Voornaamste argumenten van partijen in het hoofdgeding
8
Verzoekster voert aan dat § 15, lid 4, derde volzin, van het UStG niet verenigbaar
is met richtlijn 77/388. In ieder geval maakt de verdeelsleutel van de oppervlakte
het niet mogelijk de voorbelasting nauwkeuriger te bepalen dan de
objectgebonden omzetverhouding, zoals volgens het arrest van het Hof C-511/10,
BLC Baumarkt EU:C:2012:689, is vereist.
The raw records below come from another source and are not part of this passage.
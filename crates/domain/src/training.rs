use std::{fmt, ops::Mul};

use derive_more::{Display, Into};

/// Repetitions of a logged set.
#[derive(Debug, Default, Display, Clone, Copy, Into, PartialEq, Eq, PartialOrd, Ord)]
pub struct Reps(u32);

impl Reps {
    pub const MAX: u32 = 999;

    pub fn new(value: u32) -> Result<Self, RepsError> {
        if value > Self::MAX {
            return Err(RepsError::OutOfRange(value));
        }
        Ok(Self(value))
    }
}

#[derive(thiserror::Error, Debug, PartialEq)]
pub enum RepsError {
    #[error("Reps must not exceed 999 ({0})")]
    OutOfRange(u32),
}

/// Load of a logged set in kg, with a resolution of 0.1 kg.
#[derive(Debug, Default, Display, Clone, Copy, Into, PartialEq, PartialOrd)]
pub struct Weight(f32);

impl Weight {
    pub const MAX: f32 = 999.9;

    pub fn new(kg: f32) -> Result<Self, WeightError> {
        if !(0.0..=Self::MAX).contains(&kg) {
            return Err(WeightError::OutOfRange);
        }
        if ((kg * 10.0).round() - kg * 10.0).abs() > 0.001 {
            return Err(WeightError::InvalidResolution);
        }
        Ok(Self(kg))
    }
}

/// Volume of a set, weight times reps.
impl Mul<Reps> for Weight {
    type Output = f32;

    fn mul(self, rhs: Reps) -> Self::Output {
        #[allow(clippy::cast_precision_loss)]
        let reps = rhs.0 as f32;
        self.0 * reps
    }
}

#[derive(thiserror::Error, Debug, PartialEq)]
pub enum WeightError {
    #[error("Weight must be between 0 and 999.9 kg")]
    OutOfRange,
    #[error("Weight must be a multiple of 0.1 kg")]
    InvalidResolution,
}

/// RPE and RIR share a scale from 0 to 10 in half steps, stored in tenths.
fn effort_tenths(value: f32) -> Result<u8, EffortError> {
    if !(0.0..=10.0).contains(&value) {
        return Err(EffortError::OutOfRange);
    }
    #[allow(clippy::cast_possible_truncation, clippy::cast_sign_loss)]
    let tenths = (value * 10.0).round() as u8;
    if tenths % 5 != 0 {
        return Err(EffortError::InvalidResolution);
    }
    Ok(tenths)
}

#[derive(thiserror::Error, Debug, PartialEq)]
pub enum EffortError {
    #[error("Effort must be in the range 0 to 10")]
    OutOfRange,
    #[error("Effort must be a multiple of 0.5")]
    InvalidResolution,
}

/// Rate of perceived exertion.
#[derive(Debug, Default, Clone, Copy, PartialEq, Eq, PartialOrd, Ord)]
pub struct RPE(u8);

impl RPE {
    pub const FIVE: RPE = RPE(50);
    pub const SIX: RPE = RPE(60);
    pub const SEVEN: RPE = RPE(70);
    pub const EIGHT: RPE = RPE(80);
    pub const NINE: RPE = RPE(90);
    pub const TEN: RPE = RPE(100);

    pub fn new(value: f32) -> Result<Self, EffortError> {
        effort_tenths(value).map(Self)
    }

    /// Sessions at or above RPE 8 count as high effort.
    #[must_use]
    pub fn is_high(self) -> bool {
        self >= RPE::EIGHT
    }

    #[must_use]
    pub fn avg(values: &[RPE]) -> Option<f32> {
        if values.is_empty() {
            return None;
        }
        #[allow(clippy::cast_precision_loss)]
        let n = values.len() as f32;
        Some(values.iter().copied().map(f32::from).sum::<f32>() / n)
    }
}

impl From<RPE> for f32 {
    fn from(value: RPE) -> Self {
        f32::from(value.0) / 10.0
    }
}

impl fmt::Display for RPE {
    fn fmt(&self, f: &mut fmt::Formatter<'_>) -> fmt::Result {
        write!(f, "{}", f32::from(*self))
    }
}

/// Reps in reserve.
#[derive(Debug, Clone, Copy, PartialEq, Eq, PartialOrd, Ord)]
pub struct RIR(u8);

impl RIR {
    pub fn new(value: f32) -> Result<Self, EffortError> {
        effort_tenths(value).map(Self)
    }
}

/// RIR 0 is RPE 10, every rep in reserve lowers the RPE by one.
impl From<RIR> for RPE {
    fn from(value: RIR) -> Self {
        Self(100 - value.0)
    }
}

impl From<RIR> for f32 {
    fn from(value: RIR) -> Self {
        f32::from(value.0) / 10.0
    }
}
#[cfg(test)]
mod tests {
    use assert_approx_eq::assert_approx_eq;
    use chrono::NaiveDate;
    use pretty_assertions::assert_eq;
    use rstest::rstest;

    use crate::{LoggedSet, LoggedStrengthExercise, Reps, Weekday, Weight};

    use super::*;

    fn factors(volume: f32, intensity: f32, frequency: f32, recovery: f32) -> OverloadFactors {
        OverloadFactors {
            volume_increase: volume,
            intensity_increase: intensity,
            frequency_consistency: frequency,
            recovery_quality: recovery,
        }
    }

    fn exercise(date: NaiveDate, weight: f32, rpe: Option<RPE>) -> LoggedStrengthExercise {
        LoggedStrengthExercise {
            name: String::from("Back Squat"),
            date,
            day: Weekday::of(date),
            sets: vec![LoggedSet {
                weight: Weight::new(weight).unwrap(),
                reps: Reps::new(10).unwrap(),
                rpe,
                rir: None,
            }],
        }
    }

    fn date(month: u32, day: u32) -> NaiveDate {
        NaiveDate::from_ymd_opt(2024, month, day).unwrap()
    }

    #[test]
    fn test_score_excellent() {
        assert_eq!(
            score(&factors(7.0, 3.0, 85.0, 75.0)),
            OverloadScore {
                score: 10,
                rating: Rating::Excellent,
                risks: vec![],
                recommendations: vec![
                    String::from("Maintain current progression rate"),
                    String::from("Continue tracking recovery metrics"),
                ],
            }
        );
    }

    #[test]
    fn test_score_needs_attention() {
        let result = score(&factors(25.0, 0.0, 40.0, 40.0));
        assert!(result.score <= 2);
        assert_eq!(result.score, 1);
        assert_eq!(result.rating, Rating::NeedsAttention);
        assert_eq!(
            result.risks,
            vec![
                String::from("Volume increase too aggressive - risk of overtraining"),
                String::from("Poor recovery quality detected"),
            ]
        );
        assert_eq!(
            result.recommendations,
            vec![
                String::from("Reduce volume by 10-15%"),
                String::from("Add extra rest day or deload week"),
            ]
        );
    }

    #[test]
    fn test_score_needs_attention_volume_decrease() {
        let result = score(&factors(-30.0, 15.0, 25.0, 45.0));
        assert_eq!(result.score, 1);
        assert_eq!(
            result.risks,
            vec![
                String::from("Poor recovery quality detected"),
                String::from("Significant volume decrease - may lose adaptations"),
            ]
        );
    }

    #[test]
    fn test_score_good() {
        assert_eq!(
            score(&factors(0.0, 0.0, 100.0, 70.0)),
            OverloadScore {
                score: 7,
                rating: Rating::Good,
                risks: vec![],
                recommendations: vec![
                    String::from("Steady progress - keep it up"),
                    String::from("Consider slight volume increase (5-10%)"),
                ],
            }
        );
    }

    #[test]
    fn test_score_moderate() {
        assert_eq!(
            score(&factors(-5.0, 0.0, 50.0, 70.0)),
            OverloadScore {
                score: 4,
                rating: Rating::Moderate,
                risks: vec![],
                recommendations: vec![
                    String::from("Progress is conservative"),
                    String::from("Increase training volume gradually"),
                    String::from("Improve training consistency"),
                ],
            }
        );
    }

    #[rstest]
    #[case::volume_lower_bound(5.0, 8)]
    #[case::volume_upper_bound(10.0, 8)]
    #[case::volume_moderate(12.5, 7)]
    #[case::volume_gap(17.0, 6)]
    #[case::volume_aggressive(20.1, 4)]
    #[case::volume_decrease(-0.1, 5)]
    fn test_score_volume_thresholds(#[case] volume: f32, #[case] expected: u8) {
        assert_eq!(score(&factors(volume, 0.0, 70.0, 70.0)).score, expected);
    }

    #[rstest]
    #[case(10, Rating::Excellent)]
    #[case(8, Rating::Excellent)]
    #[case(7, Rating::Good)]
    #[case(6, Rating::Good)]
    #[case(5, Rating::Moderate)]
    #[case(4, Rating::Moderate)]
    #[case(3, Rating::NeedsAttention)]
    #[case(1, Rating::NeedsAttention)]
    fn test_rating_from_score(#[case] score: u8, #[case] expected: Rating) {
        assert_eq!(Rating::from_score(score), expected);
    }

    #[test]
    fn test_rating_display() {
        assert_eq!(Rating::NeedsAttention.to_string(), "Needs Attention");
        assert_eq!(Rating::Excellent.to_string(), "Excellent");
    }

    #[test]
    fn test_compute_factors() {
        let history = History {
            runs: vec![],
            strength: vec![
                exercise(date(1, 2), 100.0, Some(RPE::SEVEN)),
                exercise(date(1, 9), 110.0, Some(RPE::new(7.5).unwrap())),
                exercise(date(1, 10), 0.0, None),
            ],
        };
        let week = Week::new(2024, 2).unwrap();
        let result = compute_factors(&history, &week, &ConstantRecoveryQuality::default());
        assert_approx_eq!(result.volume_increase, 10.0);
        assert_approx_eq!(result.intensity_increase, 7.1);
        assert_approx_eq!(result.frequency_consistency, 50.0);
        assert_approx_eq!(result.recovery_quality, 70.0);
    }

    #[test]
    fn test_compute_factors_across_year_boundary() {
        let history = History {
            runs: vec![],
            strength: vec![
                exercise(NaiveDate::from_ymd_opt(2023, 12, 26).unwrap(), 100.0, None),
                exercise(date(1, 3), 80.0, None),
            ],
        };
        let week = Week::new(2024, 1).unwrap();
        let result = compute_factors(&history, &week, &ConstantRecoveryQuality(55.0));
        assert_approx_eq!(result.volume_increase, -20.0);
        assert_approx_eq!(result.intensity_increase, 0.0);
        assert_approx_eq!(result.frequency_consistency, 50.0);
        assert_approx_eq!(result.recovery_quality, 55.0);
    }

    #[test]
    fn test_compute_factors_after_year_with_53_weeks() {
        let history = History {
            runs: vec![],
            strength: vec![
                exercise(
                    NaiveDate::from_ymd_opt(2020, 12, 30).unwrap(),
                    100.0,
                    Some(RPE::NINE),
                ),
                exercise(
                    NaiveDate::from_ymd_opt(2021, 1, 5).unwrap(),
                    100.0,
                    Some(RPE::SEVEN),
                ),
            ],
        };
        let week = Week::new(2021, 1).unwrap();
        let result = compute_factors(&history, &week, &ConstantRecoveryQuality::default());
        // intensity is compared with week 53, volume with week 52 of 2020
        assert_approx_eq!(result.intensity_increase, -22.2);
        assert_approx_eq!(result.volume_increase, 0.0);
        assert_approx_eq!(result.frequency_consistency, 25.0);
    }

    #[test]
    fn test_compute_factors_without_history() {
        let week = Week::new(2024, 2).unwrap();
        assert_eq!(
            compute_factors(&History::default(), &week, &ConstantRecoveryQuality::default()),
            OverloadFactors {
                volume_increase: 0.0,
                intensity_increase: 0.0,
                frequency_consistency: 0.0,
                recovery_quality: 70.0,
            }
        );
    }
}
De kosten voor de oprichting van de
onroerende zaak waren namelijk niet gelijkmatig over de gehele onroerende zaak
verdeeld. De bouwkosten van de beide winkelruimtes op de begane grond waren
hoger geweest– bijvoorbeeld vanwege het verhoogde plafond, de aanleg van
vloerverwarming en de inbouw van volledig openslaande plafondhoge glazen
deuren ‒ dan die van de woningen.
9
Daar § 15, lid 4, derde volzin, van het UStG niet verenigbaar is met richtlijn
77/388, dan wel in het onderhavige geval niet van toepassing is, moet ook de in
2004 betaalde voorbelasting over lopende kosten worden verdeeld aan de hand
4
WOLFGANG UND WILFRIED REY GRUNDSTÜCKSGEMEINSCHAFT GBR
van de objectgebonden omzetverhouding, en niet, zoals door het Finanzgericht
gedaan, aan de hand van de oppervlakteverhouding.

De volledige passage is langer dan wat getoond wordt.